### Prompt:
Write out the records that follow with every word intact.

### Provided information:
== == ==
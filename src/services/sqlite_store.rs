//! SQLite persistence for bars, indicator rows and update logs.
//!
//! Tables:
//! - `instruments`: the tradable universe and its active flag
//! - `daily_prices`: raw OHLCV as ingested, unvalidated
//! - `technical_indicators`: one row per (instrument, trade date)
//! - `data_update_logs`: one row per batch attempt

use super::store::IndicatorStore;
use crate::error::{AppError, Result};
use crate::types::{
    IndicatorRow, Instrument, InstrumentId, RawBar, UpdateLog, UpdateStatus, UpsertOutcome,
    INDICATOR_COLUMNS, INDICATOR_FIELD_COUNT,
};
use chrono::NaiveDate;
use rusqlite::{params, Connection, OptionalExtension, ToSql};
use std::path::Path;
use std::sync::{Mutex, MutexGuard};
use std::time::Duration;
use tracing::{debug, info};
use uuid::Uuid;

/// SQLite store implementing [`IndicatorStore`].
pub struct SqliteStore {
    conn: Mutex<Connection>,
    upsert_sql: String,
    select_sql: String,
    select_one_sql: String,
}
== == ==
### Reply to the task:
filename src/services/sqlite_store.rs
//! SQLite persistence for bars, indicator rows and update logs.
//!
//! Tables:
//! - `instruments`: the tradable universe and its active flag
//! - `daily_prices`: raw OHLCV as ingested, unvalidated
//! - `technical_indicators`: one row per (instrument, trade date)
//! - `data_update_logs`: one row per batch attempt

use super::store::IndicatorStore;
use crate::error::{AppError, Result};
use crate::types::{
    IndicatorRow, Instrument, InstrumentId, RawBar, UpdateLog, UpdateStatus, UpsertOutcome,
    INDICATOR_COLUMNS, INDICATOR_FIELD_COUNT,
};
use chrono::NaiveDate;
use rusqlite::{params, Connection, OptionalExtension, ToSql};
use std::path::Path;
use std::sync::{Mutex, MutexGuard};
use std::time::Duration;
use tracing::{debug, info};
use uuid::Uuid;

/// SQLite store implementing [`IndicatorStore`].
pub struct SqliteStore {
    conn: Mutex<Connection>,
    upsert_sql: String,
    select_sql: String,
    select_one_sql: String,
}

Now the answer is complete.